The lawsuit comes nearly four years after Stiffelman filed a $50 million lawsuit against Rubin and his family, alleging that Stiffelman was saddled with millions of dollars in payments after the project’s finances dissipated through “incompetence and fraud.” According to a previous report from the Palm Springs Desert Sun, Stiffelman claimed that Rubin convinced him to keep pouring in money to guarantee debts for the project, which supposedly burned through $50 million in funding. In the complaint, Stiffelman, who said that he paid $4 million for an equity position in the development, alleged that he could be liable in relation to $25 million in loan guarantees. The case remains open, with a jury trial scheduled to start in September next year. Stiffelman did not respond to a request for comment.
Rubin’s lawsuit paints an entirely different picture. In his complaint, he alleges that Stiffelman and Pachulski colluded with Calmwater in a “fraudulent conspiratorial enterprise” to push him into insolvency.
“Seeing an opportunity when plaintiff Stuart Rubin began facing significant litigation pressures from multiple angles involving the development of a hotel property in Coachella, California, his two lifelong family friends used the litigation as an opportunity to betray him,” the complaint reads.
“The motives are legion. However, at a minimum, Pachulski hopes to force Stuart Rubin into insolvency so that he can wrest away interests in commonly held investments, shared among their families for decades, and Stiffelman hopes to protect what remains of his assets from liquidation, if not recoup such assets off of Rubin’s back.”
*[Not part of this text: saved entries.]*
//! What happens when the user sends a line on the dashboard.
//!
//! Every turn appends the user's message, then branches on the hard-coded
//! triggers in [`Trigger`]. Collaborator failures never escape: they become
//! `[ERROR]` log lines and an assistant chat notice, and the turn completes.

use std::sync::Arc;

use crate::collab::{Assistant, BuildVerifier};
use crate::error::DashError;
use crate::sync::SyncClient;
use crate::types::{BuildReport, ChatMessage, Sender, Status};
use crate::workflow::Trigger;

/// Entries appended during one [`Session::send`], in order.
#[derive(Debug, Clone, Default, PartialEq, Eq)]
pub struct Turn {
    pub chat: Vec<ChatMessage>,
    pub logs: Vec<String>,
}

impl Turn {
    pub fn is_empty(&self) -> bool {
        self.chat.is_empty() && self.logs.is_empty()
    }
}

pub struct Session {
    sync: SyncClient,
    assistant: Arc<dyn Assistant>,
    builder: Arc<dyn BuildVerifier>,
}

/// Writes through to the sync client and remembers what it wrote.
struct Recorder<'a> {
    sync: &'a SyncClient,
    turn: Turn,
}

impl Recorder<'_> {
    fn log(&mut self, line: impl Into<String>) {
        let line = line.into();
        self.sync.push_log(line.clone());
        self.turn.logs.push(line);
    }

    fn say(&mut self, sender: Sender, text: impl Into<String>) {
        let msg = self.sync.push_chat(sender, text);
        self.turn.chat.push(msg);
    }

    fn ai(&mut self, text: impl Into<String>) {
        self.say(Sender::Ai, text);
    }
}

fn self_healing_prompt(report: &BuildReport) -> String {
    let detail = if report.stderr.is_empty() {
        &report.message
    } else {
        &report.stderr
    };
    format!(
        "The project build failed with the following error:\n\n{detail}\n\n\
         Please provide corrected code snippets or CLI commands to fix this issue."
    )
}

impl Session {
    pub fn new(
        sync: SyncClient,
        assistant: Arc<dyn Assistant>,
        builder: Arc<dyn BuildVerifier>,
    ) -> Self {
        Self {
            sync,
            assistant,
            builder,
        }
    }

    pub fn sync(&self) -> &SyncClient {
        &self.sync
    }

    /// Handle one line of user input. Blank input does nothing.
    pub async fn send(&self, input: &str) -> Turn {
        let input = input.trim();
        if input.is_empty() {
            return Turn::default();
        }

        let mut rec = Recorder {
            sync: &self.sync,
            turn: Turn::default(),
        };
        rec.say(Sender::User, input);
        rec.log(format!("[USER] {input}"));

        match Trigger::classify(input) {
            Trigger::Build => self.build(&mut rec).await,
            Trigger::Decompose(task) => self.decompose(&mut rec, &task).await,
            Trigger::Chat => self.chat(&mut rec, input).await,
        }
        rec.turn
    }

    async fn build(&self, rec: &mut Recorder<'_>) {
        rec.log("[INFO] User requested build. Running build verification...");
        self.sync.set_status(Status::Testing);

        let report = match self.builder.verify().await {
            Ok(report) => report,
            Err(e) => {
                tracing::warn!(error = %e, "build verification unreachable");
                rec.log(format!("[ERROR] Error during build verification: {e}"));
                rec.ai("An error occurred during build verification.");
                return;
            }
        };

        if report.success {
            rec.log("[SUCCESS] Build completed successfully.");
            if !report.stdout.is_empty() {
                rec.log(report.stdout.clone());
            }
            self.sync.set_status(Status::Deployment);
            rec.ai("Build successful. Ready for deployment.");
            return;
        }

        rec.log(format!("[ERROR] Build failed: {}", report.message));
        let output = if report.stderr.is_empty() {
            &report.stdout
        } else {
            &report.stderr
        };
        if !output.is_empty() {
            rec.log(output.clone());
        }
        rec.log("[INFO] Build failed. Asking the assistant for a self-healing suggestion...");
        rec.ai("Build failed. Initiating self-healing with the assistant.");

        match self.assistant.chat(&self_healing_prompt(&report)).await {
            Ok(fix) => {
                rec.log(format!("[AI] Self-healing suggestion: {fix}"));
                rec.ai(format!("Suggested fix: {fix}"));
            }
            Err(e) => {
                rec.log(format!("[ERROR] Self-healing request failed: {e}"));
                rec.ai("The assistant could not suggest a fix.");
            }
        }
    }

    async fn decompose(&self, rec: &mut Recorder<'_>, task: &str) {
        rec.log("[INFO] User requested task decomposition.");
        rec.ai(format!("Decomposing task: \"{task}\"..."));

        match self.assistant.decompose(task).await {
            Ok(commands) => {
                rec.log("[AI] Task decomposed into commands:");
                for (i, cmd) in commands.iter().enumerate() {
                    let n = i + 1;
                    rec.log(format!("  {n}. {} - {}", cmd.command, cmd.description));
                    rec.ai(format!(
                        "Command {n}:\n{}\n ({})",
                        cmd.command, cmd.description
                    ));
                }
                self.sync.set_status(Status::Development);
            }
            Err(DashError::Parse { message, raw }) => {
                rec.log(format!(
                    "[ERROR] Could not decompose task: {message}. Raw output: {raw}"
                ));
                rec.ai(format!("The assistant could not decompose the task: {message}"));
            }
            Err(e) => {
                rec.log(format!("[ERROR] Error during task decomposition: {e}"));
                rec.ai("An error occurred during task decomposition.");
            }
        }
    }

    async fn chat(&self, rec: &mut Recorder<'_>, prompt: &str) {
        rec.log(format!("[INFO] Sending prompt to assistant: \"{prompt}\""));
        match self.assistant.chat(prompt).await {
            Ok(text) => {
                rec.log(format!("[AI] Response: {text}"));
                rec.ai(text);
            }
            Err(e) => {
                rec.log(format!("[ERROR] Error communicating with the assistant: {e}"));
                rec.ai("An error occurred while communicating with the assistant.");
            }
        }
    }
}

#[cfg(test)]
mod tests {
    use super::*;
    use crate::error::Result;
    use crate::testing::MemoryStore;
    use crate::types::CliCommand;
    use async_trait::async_trait;
    use std::sync::Mutex;
    use std::time::Duration;

    #[derive(Default)]
    struct FakeAssistant {
        prompts: Mutex<Vec<String>>,
        fail_chat: bool,
        commands: Option<Vec<CliCommand>>,
    }

    #[async_trait]
    impl Assistant for FakeAssistant {
        async fn chat(&self, prompt: &str) -> Result<String> {
            self.prompts.lock().unwrap().push(prompt.to_string());
            if self.fail_chat {
                return Err(DashError::Transport("connection refused".into()));
            }
            Ok("run npm install".into())
        }

        async fn decompose(&self, task: &str) -> Result<Vec<CliCommand>> {
            self.prompts.lock().unwrap().push(task.to_string());
            self.commands.clone().ok_or_else(|| DashError::Parse {
                message: "model output is not a command list".into(),
                raw: "Sure! Here you go".into(),
            })
        }
    }

    struct FakeBuilder(Option<BuildReport>);

    #[async_trait]
    impl BuildVerifier for FakeBuilder {
        async fn verify(&self) -> Result<BuildReport> {
            self.0
                .clone()
                .ok_or_else(|| DashError::Transport("verifier down".into()))
        }
    }

    fn passing() -> BuildReport {
        BuildReport {
            success: true,
            message: "Build successful.".into(),
            stdout: "compiled 12 modules".into(),
            stderr: String::new(),
        }
    }

    fn failing() -> BuildReport {
        BuildReport {
            success: false,
            message: "Build failed.".into(),
            stdout: String::new(),
            stderr: "Module not found: 'react'".into(),
        }
    }

    async fn session(
        store: &Arc<MemoryStore>,
        assistant: FakeAssistant,
        build: Option<BuildReport>,
    ) -> (Session, Arc<FakeAssistant>) {
        let sync = SyncClient::activate(store.clone(), "proj-1", Duration::from_millis(1000))
            .await
            .unwrap();
        let assistant = Arc::new(assistant);
        let session = Session::new(sync, assistant.clone(), Arc::new(FakeBuilder(build)));
        (session, assistant)
    }

    fn alpha() -> Arc<MemoryStore> {
        Arc::new(MemoryStore::with_project("proj-1", "Alpha"))
    }

    #[tokio::test(start_paused = true)]
    async fn blank_input_is_ignored() {
        let store = alpha();
        let (s, _) = session(&store, FakeAssistant::default(), None).await;
        assert!(s.send("   ").await.is_empty());
        assert!(s.sync().snapshot().chat_history.is_empty());
    }

    #[tokio::test(start_paused = true)]
    async fn successful_build_moves_to_deployment() {
        let store = alpha();
        let (s, _) = session(&store, FakeAssistant::default(), Some(passing())).await;

        let turn = s.send("build project").await;

        let project = s.sync().snapshot();
        assert_eq!(project.status, Status::Deployment);
        assert!(project
            .logs
            .contains(&"[SUCCESS] Build completed successfully.".to_string()));
        assert!(project.logs.contains(&"compiled 12 modules".to_string()));
        assert_eq!(turn.chat[0].sender, Sender::User);
        assert_eq!(turn.chat[0].text, "build project");
        assert_eq!(
            turn.chat.last().unwrap().text,
            "Build successful. Ready for deployment."
        );

        // Debounced write lands the final state.
        tokio::time::sleep(Duration::from_millis(1500)).await;
        let stored = store.stored("proj-1").unwrap();
        assert_eq!(stored.status, Status::Deployment);
        assert_eq!(stored.logs, project.logs);
        assert_eq!(store.updates().len(), 1);
    }

    #[tokio::test(start_paused = true)]
    async fn failed_build_stays_in_testing_and_self_heals() {
        let store = alpha();
        let (s, assistant) = session(&store, FakeAssistant::default(), Some(failing())).await;

        let turn = s.send("Please BUILD PROJECT now").await;

        assert_eq!(s.sync().status(), Status::Testing);
        assert!(turn
            .logs
            .contains(&"[ERROR] Build failed: Build failed.".to_string()));
        assert!(turn.logs.contains(&"Module not found: 'react'".to_string()));
        assert!(turn
            .logs
            .contains(&"[AI] Self-healing suggestion: run npm install".to_string()));

        let ai: Vec<_> = turn
            .chat
            .iter()
            .filter(|m| m.sender == Sender::Ai)
            .map(|m| m.text.as_str())
            .collect();
        assert_eq!(
            ai,
            vec![
                "Build failed. Initiating self-healing with the assistant.",
                "Suggested fix: run npm install",
            ]
        );

        let prompts = assistant.prompts.lock().unwrap();
        assert!(prompts[0].contains("Module not found: 'react'"));
    }

    #[tokio::test(start_paused = true)]
    async fn unreachable_verifier_is_reported_inline() {
        let store = alpha();
        let (s, _) = session(&store, FakeAssistant::default(), None).await;

        let turn = s.send("build project").await;

        assert!(turn.logs.last().unwrap().starts_with("[ERROR] Error during build verification:"));
        assert_eq!(
            turn.chat.last().unwrap().text,
            "An error occurred during build verification."
        );
        assert_eq!(s.sync().status(), Status::Testing);
    }

    #[tokio::test(start_paused = true)]
    async fn decompose_lists_commands_and_moves_to_development() {
        let store = alpha();
        let assistant = FakeAssistant {
            commands: Some(vec![
                CliCommand {
                    command: "npx create-next-app web".into(),
                    description: "scaffold".into(),
                },
                CliCommand {
                    command: "npm run dev".into(),
                    description: "start".into(),
                },
            ]),
            ..Default::default()
        };
        let (s, assistant) = session(&store, assistant, None).await;

        let turn = s.send("Decompose task: build a landing page").await;

        assert_eq!(
            assistant.prompts.lock().unwrap().as_slice(),
            ["build a landing page"]
        );
        assert_eq!(s.sync().status(), Status::Development);
        assert!(turn
            .logs
            .contains(&"  1. npx create-next-app web - scaffold".to_string()));
        assert!(turn.logs.contains(&"  2. npm run dev - start".to_string()));
        assert_eq!(turn.chat[1].text, "Decomposing task: \"build a landing page\"...");
        assert_eq!(turn.chat[2].text, "Command 1:\nnpx create-next-app web\n (scaffold)");
        assert_eq!(turn.chat.len(), 4);
    }

    #[tokio::test(start_paused = true)]
    async fn decompose_parse_failure_logs_raw_text() {
        let store = alpha();
        let (s, _) = session(&store, FakeAssistant::default(), None).await;

        let turn = s.send("decompose task: anything").await;

        let last_log = turn.logs.last().unwrap();
        assert!(last_log.starts_with("[ERROR] Could not decompose task"));
        assert!(last_log.contains("Sure! Here you go"));
        assert_eq!(s.sync().status(), Status::Planning);
    }

    #[tokio::test(start_paused = true)]
    async fn plain_chat_appends_reply() {
        let store = alpha();
        let (s, _) = session(&store, FakeAssistant::default(), None).await;

        let turn = s.send("how do I start?").await;

        assert_eq!(
            turn.logs,
            vec![
                "[USER] how do I start?".to_string(),
                "[INFO] Sending prompt to assistant: \"how do I start?\"".to_string(),
                "[AI] Response: run npm install".to_string(),
            ]
        );
        assert_eq!(turn.chat.len(), 2);
        assert_eq!(turn.chat[1].sender, Sender::Ai);
        assert_eq!(s.sync().status(), Status::Planning);
    }

    #[tokio::test(start_paused = true)]
    async fn chat_failure_is_reported_inline() {
        let store = alpha();
        let assistant = FakeAssistant {
            fail_chat: true,
            ..Default::default()
        };
        let (s, _) = session(&store, assistant, None).await;

        let turn = s.send("hello").await;

        assert!(turn.logs[2].starts_with("[ERROR] Error communicating with the assistant"));
        assert_eq!(
            turn.chat[1].text,
            "An error occurred while communicating with the assistant."
        );
    }
}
Rubin started construction on the hotel in 2017. A year later, the developer secured a $24.4 million mortgage from Calmwater. The loan went into default shortly after. Glenroy Coachella, the entity that owned the project, filed for bankruptcy in 2021. In 2022, Riverside County officials proposed converting the site, once billed as a “modern luxury oasis,” into a drug rehabilitation facility.
Rubin seeks unspecified amounts in compensatory and punitive damages.